Eeg Eye Blink Artifact

Lateral Eye Artifact

Muscle activity (EMG Artifact)

  • Origin: Muscle contractions generate electric signals, recorded as Electromyography (EMG).
  • Why it affects EEG: MG signals are broadband and high in frequency, often overlapping EEG rhythms and introducing significant noise.
  • Typical causes: Clenching jaw, neck tension, swallowing, chewing, talking, frowning, sniffing, or even hiccupping.
  • Time-domain effect: High-frequency noise superimposed on EEG, with amplitude proportional to contraction strength.
  • Frequency-domain effect: Artifacts dominate beta (13–30 Hz) and gamma (>30 Hz) ranges, masking important cognitive and motor activity signals.

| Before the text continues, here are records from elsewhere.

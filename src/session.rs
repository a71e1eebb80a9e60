// src/session.rs
//
// The engine facade: one patch bank, one voice allocator and one
// liveness cache, glued together under the host's audio settings.
//
// Hosts drive it with three kinds of call: edits (through `bank_mut`
// and `active_patch_mut`), note triggers, and a periodic `flush` that
// settles caches and drops finished voice tails. Edits between flushes
// cost nothing but a revision bump.

use crate::compile::CompileContext;
use crate::error::LoadError;
use crate::liveness::LivenessCache;
use crate::state::{Patch, PatchBank};
use crate::voice::{InputId, VoiceHandle};
use crate::voice_allocator::VoiceAllocator;

pub struct Session {
    bank: PatchBank,
    voices: VoiceAllocator,
    liveness: LivenessCache,
    sample_rate: f64,
    max_block: usize,
    beats_per_second: f64,
}

impl Session {
    pub fn new(sample_rate: f64, max_block: usize) -> Self {
        let mut bank = PatchBank::new();
        bank.create_patch("Init");

        Self {
            bank,
            voices: VoiceAllocator::new(max_block),
            liveness: LivenessCache::new(),
            sample_rate,
            max_block,
            beats_per_second: 2.0,
        }
    }

    pub fn bank(&self) -> &PatchBank {
        &self.bank
    }

    pub fn bank_mut(&mut self) -> &mut PatchBank {
        &mut self.bank
    }

    pub fn active_patch(&self) -> Option<&Patch> {
        self.bank.active()
    }

    pub fn active_patch_mut(&mut self) -> Option<&mut Patch> {
        self.bank.active_mut()
    }

    pub fn sample_rate(&self) -> f64 {
        self.sample_rate
    }

    pub fn max_block(&self) -> usize {
        self.max_block
    }

    /// Tempo in beats per second. Binds `TimeLen` parameters when a
    /// note compiles; voices already sounding keep the tempo they
    /// started with.
    pub fn tempo(&self) -> f64 {
        self.beats_per_second
    }

    pub fn set_tempo(&mut self, beats_per_second: f64) {
        self.beats_per_second = beats_per_second.max(0.001);
    }

    /// Trigger a note on the active patch. `None` when there is no
    /// active patch or it has nothing audible to play.
    pub fn note_on(
        &mut self,
        input: InputId,
        freq_hz: f64,
        amplitude: f32,
    ) -> Option<VoiceHandle> {
        let Some(patch) = self.bank.active() else {
            log::debug!("note on ignored, no active patch");
            return None;
        };
        let ctx = CompileContext::new(freq_hz, amplitude, self.sample_rate, self.max_block)
            .with_tempo(self.beats_per_second);
        self.voices.note_on(input, &ctx, patch, &self.bank)
    }

    pub fn note_off(&mut self, handle: VoiceHandle) {
        self.voices.note_off(handle);
    }

    pub fn all_notes_off(&mut self) {
        self.voices.all_notes_off();
    }

    /// Housekeeping tick: refresh the liveness cache against the
    /// active patch and drop voice tails that finished fading. Called
    /// once per editor frame, however many edits happened in between.
    pub fn flush(&mut self) {
        if let Some(patch) = self.bank.active() {
            self.liveness.refresh(patch);
        }
        self.voices.reap_finished();
    }

    /// Liveness of the active patch, as of the last `flush`.
    pub fn liveness(&self) -> &LivenessCache {
        &self.liveness
    }

    /// Mix every sounding voice into `out`. The slice must not exceed
    /// `max_block`.
    pub fn render(&mut self, out: &mut [f32]) {
        self.voices.render_into(out);
    }

    pub fn active_voices(&self) -> usize {
        self.voices.active_count()
    }

    pub fn releasing_voices(&self) -> usize {
        self.voices.releasing_count()
    }

    /// Replace the whole bank from a serialized form. Sounding voices
    /// are released first. On error the session is untouched.
    pub fn load_bank_json(&mut self, json: &str) -> Result<(), LoadError> {
        let bank = PatchBank::from_json(json)?;
        self.voices.all_notes_off();
        self.bank = bank;
        self.liveness.invalidate();
        Ok(())
    }

    pub fn save_bank_json(&self) -> Result<String, LoadError> {
        self.bank.to_json()
    }
}

#[cfg(test)]
mod tests {
    use super::*;
    use crate::state::{NodeDef, NodeKind};

    fn session_with_sine() -> Session {
        let mut session = Session::new(48_000.0, 128);
        let patch = session.active_patch_mut().unwrap();
        let osc = patch.add_node(NodeDef::new(NodeKind::Sine)).unwrap();
        let out = patch.output_node().unwrap();
        patch.rewire(osc, out, "in").unwrap();
        session
    }

    #[test]
    fn test_new_session_shape() {
        let session = Session::new(44_100.0, 256);
        assert_eq!(session.bank().len(), 1);
        assert_eq!(session.active_patch().unwrap().name, "Init");
        assert_eq!(session.sample_rate(), 44_100.0);
        assert_eq!(session.max_block(), 256);
        assert_eq!(session.tempo(), 2.0);
    }

    #[test]
    fn test_note_lifecycle_through_the_session() {
        let mut session = session_with_sine();

        let handle = session.note_on(InputId(60), 440.0, 1.0).unwrap();
        assert_eq!(session.active_voices(), 1);

        let mut block = [0.0f32; 128];
        session.render(&mut block);
        assert!(block.iter().any(|s| s.abs() > 0.1));

        session.note_off(handle);
        session.flush();
        assert_eq!(session.active_voices(), 0);
        assert_eq!(session.releasing_voices(), 0);

        session.render(&mut block);
        assert!(block.iter().all(|s| *s == 0.0));
    }

    #[test]
    fn test_flush_debounces_liveness() {
        let mut session = session_with_sine();
        session.flush();
        let before = session.liveness().recompute_count();

        // A burst of edits costs one walk at the next flush.
        let patch = session.active_patch_mut().unwrap();
        for _ in 0..8 {
            patch.add_node(NodeDef::new(NodeKind::Saw)).unwrap();
        }
        session.flush();
        session.flush();
        assert_eq!(session.liveness().recompute_count(), before + 1);
    }

    #[test]
    fn test_liveness_reflects_the_active_patch() {
        let mut session = session_with_sine();
        let stray = session
            .active_patch_mut()
            .unwrap()
            .add_node(NodeDef::new(NodeKind::Noise))
            .unwrap();
        session.flush();

        let live = session.liveness().current();
        assert!(!live.is_live(stray));
        assert_eq!(live.live_count(), 2); // output and the sine
    }

    #[test]
    fn test_load_failure_leaves_session_untouched() {
        let mut session = session_with_sine();
        session.active_patch_mut().unwrap().name = "keep me".into();

        assert!(session.load_bank_json("{ not json").is_err());
        assert_eq!(session.active_patch().unwrap().name, "keep me");
        assert_eq!(session.bank().len(), 1);
    }

    #[test]
    fn test_load_ends_sounding_voices() {
        let mut session = session_with_sine();
        session.note_on(InputId(60), 440.0, 1.0).unwrap();
        assert_eq!(session.active_voices(), 1);

        let json = session.save_bank_json().unwrap();
        session.load_bank_json(&json).unwrap();
        assert_eq!(session.active_voices(), 0);

        // The reloaded bank still plays.
        session.flush();
        assert!(session.note_on(InputId(60), 440.0, 1.0).is_some());
    }

    #[test]
    fn test_save_load_round_trip_preserves_structure() {
        let mut session = session_with_sine();
        let id = session.active_patch().unwrap().id();
        let nodes = session.active_patch().unwrap().node_count();

        let json = session.save_bank_json().unwrap();

        let mut other = Session::new(48_000.0, 128);
        other.load_bank_json(&json).unwrap();
        assert_eq!(other.bank().len(), 1);
        assert_eq!(other.bank().active_id(), Some(id));
        assert_eq!(other.active_patch().unwrap().node_count(), nodes);
    }
}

Jaw Clenching Eeg Artifact

Cardiac activity (ECG or Pulse Artifact)

  • Origin: The heart’s electrical signal, or Electrocardiogram (ECG), sometimes appears on scalp EEG.
  • Why it affects EEG: Though usually weak, ECG artifacts become visible depending on body shape, electrode location, or amplifier sensitivity.
  • Typical causes: Heartbeats (pulse artifact).
  • Time-domain effect: Rhythmic waveforms recurring at the heart rate, often in central or neck-adjacent channels.
  • Frequency-domain effect: ECG overlaps several EEG bands and may go undetected without cross-channel analysis or an ECG reference.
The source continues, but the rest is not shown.